Development of a Rhinovirus Inoculum Using a Reverse Genetics Approach


BACKGROUND: Experimental inoculation is an important tool for common cold and asthma research. Producing rhinovirus (RV) inocula from nasal secretions has required prolonged observation of the virus donor to exclude extraneous pathogens. We produced a RV-A16 inoculum using reverse genetics and determined the dose necessary to cause moderate colds in seronegative volunteers. METHODS: The consensus sequence of RV-A16 from a previous inoculum was cloned, and inoculum virus was produced using reverse genetics techniques. After safety testing, volunteers were inoculated with either RV-A16 (n = 26) or placebo (n = 10), Jackson cold scores were recorded, and nasal secretions were tested for shedding of RV-A16 ribonucleic acid.

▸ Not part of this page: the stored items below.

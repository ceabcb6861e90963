// SPDX-License-Identifier: AGPL-3.0-or-later
//
// Copyright (C) 2026 Relational Network

//! Conditional bearer authentication stage.

use axum::extract::Request;

use super::error::GatewayError;
use super::pipeline::{Outcome, PipelineContext};
use super::routes::MatchedRoute;
use crate::auth::bearer;

/// Skips public sub-paths of the matched route; everything else needs a
/// valid access credential, whose payload is attached to the request.
pub fn authenticate(mut request: Request, ctx: &PipelineContext) -> Outcome {
    let public = request
        .extensions()
        .get::<MatchedRoute>()
        .is_some_and(MatchedRoute::is_public);
    if public {
        return Outcome::Forward(request);
    }

    match bearer::authenticate(request.headers(), &ctx.authority) {
        Ok(payload) => {
            request.extensions_mut().insert(payload);
            Outcome::Forward(request)
        }
        Err(e) => {
            tracing::warn!(path = %request.uri().path(), reason = e.error_code(), "Authentication failed");
            Outcome::Reject(GatewayError::AuthRequired(e))
        }
    }
}
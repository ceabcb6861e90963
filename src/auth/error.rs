// SPDX-License-Identifier: AGPL-3.0-or-later
//
// Copyright (C) 2026 Relational Network

//! Authentication errors.

use axum::{
    http::StatusCode,
    response::{IntoResponse, Response},
    Json,
};
use serde::Serialize;

use crate::token::TokenError;

/// Why a bearer credential was not accepted.
///
/// Every variant is a 401; the `error_code` tells clients which one.
#[derive(Debug, Clone, PartialEq, Eq)]
pub enum AuthError {
    /// No authorization header present
    MissingAuthHeader,
    /// Header is not `<scheme> <credential>`
    InvalidAuthHeader,
    /// Scheme other than `Bearer`
    UnsupportedScheme(String),
    /// Credential cannot be parsed
    MalformedToken,
    /// Authentication tag does not verify
    InvalidToken,
    /// Credential has expired
    TokenExpired,
}

#[derive(Serialize)]
struct AuthErrorBody {
    error: String,
    error_code: String,
}

impl AuthError {
    /// Get the error code for this error.
    pub fn error_code(&self) -> &'static str {
        match self {
            AuthError::MissingAuthHeader => "missing_auth_header",
            AuthError::InvalidAuthHeader => "invalid_auth_header",
            AuthError::UnsupportedScheme(_) => "unsupported_auth_scheme",
            AuthError::MalformedToken => "malformed_token",
            AuthError::InvalidToken => "invalid_token",
            AuthError::TokenExpired => "token_expired",
        }
    }

    pub fn status_code(&self) -> StatusCode {
        StatusCode::UNAUTHORIZED
    }
}

impl From<TokenError> for AuthError {
    fn from(e: TokenError) -> Self {
        match e {
            TokenError::Expired => AuthError::TokenExpired,
            TokenError::Malformed => AuthError::MalformedToken,
            _ => AuthError::InvalidToken,
        }
    }
}

impl std::fmt::Display for AuthError {
    fn fmt(&self, f: &mut std::fmt::Formatter<'_>) -> std::fmt::Result {
        match self {
            AuthError::MissingAuthHeader => write!(f, "authorization header is not provided"),
            AuthError::InvalidAuthHeader => write!(f, "invalid authorization header format"),
            AuthError::UnsupportedScheme(scheme) => {
                write!(f, "unsupported authorization type {scheme}")
            }
            AuthError::MalformedToken => write!(f, "token is malformed"),
            AuthError::InvalidToken => write!(f, "token is invalid"),
            AuthError::TokenExpired => write!(f, "token has expired"),
        }
    }
}

impl std::error::Error for AuthError {}

impl IntoResponse for AuthError {
    fn into_response(self) -> Response {
        let status = self.status_code();
        let body = Json(AuthErrorBody {
            error: self.to_string(),
            error_code: self.error_code().to_string(),
        });
        (status, body).into_response()
    }
}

RESULTS: The reverse genetics process produced infectious virus that was neutralized by specific antisera and had a mutation rate similar to conventional virus growth techniques. The 1000 median tissue culture infectious dose (TCID50) dose produced moderate colds in most individuals with effects similar to that of a previously tested conventional RV-A16 inoculum. CONCLUSIONS: Reverse genetics techniques produced a RV-A16 inoculum that can cause clinical colds in seronegative volunteers, and they also serve as a stable source of virus for laboratory use. The recombinant production procedures eliminate the need to derive seed virus from nasal secretions, thus precluding introduction of extraneous pathogens through this route.